Medicare was first designed and implemented in mid-1960s, providing hospitalization insurance (Medicare Part A) to individuals who receive Social Security benefits, and also medical insurance (Medicare Part B) to help pay for non-hospital services such as medical surgical supplies, and physician’s services.

Medicare Part A is provided free to individuals over 65 or eligible for Social Security benefits. This portion covers inpatient care, long-term care, skilled nursing facility care, some home health and hospice care. Benefits begin the day the beneficiary is admitted to hospital and ends if they haven't been hospitalized for 60 consecutive days. Home health care under Medicare Part A has no limitations on length of stay, no co-payments, and no deductibles.

Medicare Part B covers services as physician and surgeon services, also covering approved non-physicians, such as clinical workers, physician’s assistants, and others. Services also cover outpatient clinic or emergency services, including ambulance services and surgeries. Medicare Part B may help to cover home health care not covered under Part A.

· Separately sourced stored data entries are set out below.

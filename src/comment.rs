//! Comments are append-only: created by any authenticated account, deleted
//! only by their author (or implicitly when their article goes away).

use std::collections::HashSet;

use chrono::{DateTime, Utc};
use diesel::prelude::*;
use serde::Serialize;
use tracing::debug;

use crate::auth::ensure_owner;
use crate::db::schema::comments;
use crate::error::{Error, ValidationError};
use crate::profile::Profile;
use crate::store::Store;
use crate::users::models::User;
use crate::utils::serialize_date;

const CANNOT_DELETE_OTHERS_COMMENTS: &str = "You can only delete your own comments";

#[derive(Debug, Clone, PartialEq, Eq, Queryable, Identifiable, Serialize)]
#[diesel(table_name = comments)]
pub struct Comment {
    pub id: i32,
    pub article_id: i32,
    pub author_id: i32,
    pub body: String,
    pub created_at: DateTime<Utc>,
    pub updated_at: DateTime<Utc>,
}

#[derive(Debug, Insertable)]
#[diesel(table_name = comments)]
pub struct NewComment {
    pub article_id: i32,
    pub author_id: i32,
    pub body: String,
    pub created_at: DateTime<Utc>,
    pub updated_at: DateTime<Utc>,
}

#[derive(Debug, Serialize)]
#[serde(rename_all = "camelCase")]
pub struct CommentView {
    pub id: i32,
    #[serde(serialize_with = "serialize_date")]
    pub created_at: DateTime<Utc>,
    #[serde(serialize_with = "serialize_date")]
    pub updated_at: DateTime<Utc>,
    pub body: String,
    pub author: Profile,
}

impl From<(Comment, Profile)> for CommentView {
    fn from((comment, author): (Comment, Profile)) -> Self {
        CommentView {
            id: comment.id,
            created_at: comment.created_at,
            updated_at: comment.updated_at,
            body: comment.body,
            author,
        }
    }
}

pub fn add_comment(
    store: &dyn Store,
    author: &User,
    slug: &str,
    body: &str,
) -> Result<CommentView, Error> {
    if body.trim().is_empty() {
        return Err(ValidationError::new("body", "empty body").into());
    }
    let article = store.article_by_slug(slug)?.ok_or(Error::NotFound)?;
    let now = Utc::now();
    let comment = store.insert_comment(NewComment {
        article_id: article.id,
        author_id: author.id,
        body: body.to_string(),
        created_at: now,
        updated_at: now,
    })?;
    debug!(comment = comment.id, article = article.id, "comment added");
    Ok((comment, Profile::of(author, false)).into())
}

/// Newest first; comment authors are hydrated with one bulk lookup and the
/// viewer's follow memberships with another.
pub fn list_comments(
    store: &dyn Store,
    viewer: Option<&User>,
    slug: &str,
) -> Result<Vec<CommentView>, Error> {
    let article = store.article_by_slug(slug)?.ok_or(Error::NotFound)?;
    let rows = store.comments_of_article(article.id)?;
    let author_ids: Vec<i32> = rows.iter().map(|comment| comment.author_id).collect();
    let authors = store.users_by_ids(&author_ids)?;
    let following = match viewer {
        Some(viewer) => store.following_map(viewer.id, &author_ids)?,
        None => HashSet::new(),
    };

    rows.into_iter()
        .map(|comment| {
            let author = authors.get(&comment.author_id).ok_or(Error::NotFound)?;
            let profile = Profile::of(author, following.contains(&author.id));
            Ok((comment, profile).into())
        })
        .collect()
}

pub fn delete_comment(store: &dyn Store, actor: &User, comment_id: i32) -> Result<(), Error> {
    let comment = store.comment_by_id(comment_id)?.ok_or(Error::NotFound)?;
    ensure_owner(actor, comment.author_id, CANNOT_DELETE_OTHERS_COMMENTS)?;
    store.delete_comment(comment.id)?;
    debug!(comment = comment.id, "comment deleted");
    Ok(())
}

Medicaid was designed to provide medical assistance to low income individuals and families. Medicaid is rendered by state governments, with varying eligibility conditions. Medicaid services generally offer medical assistance for services such as inpatient and outpatient hospital services, prenatal care, emergency services, physician’s services, laboratory and x-ray services, family planning services and home health care for elderly.

Medicaid offers assistance to individuals of any age, and is financed by state, federal and county tax dollars. Eligibility is based on financial need, but if an individual is covered by both programs, services must be covered by Medicare before Medicaid.

Compare benefits of both programs and become familiar with what’s included and what’s not. Understanding the differences between Medicare and Medicaid will help you make better medical and financial decisions regarding health care.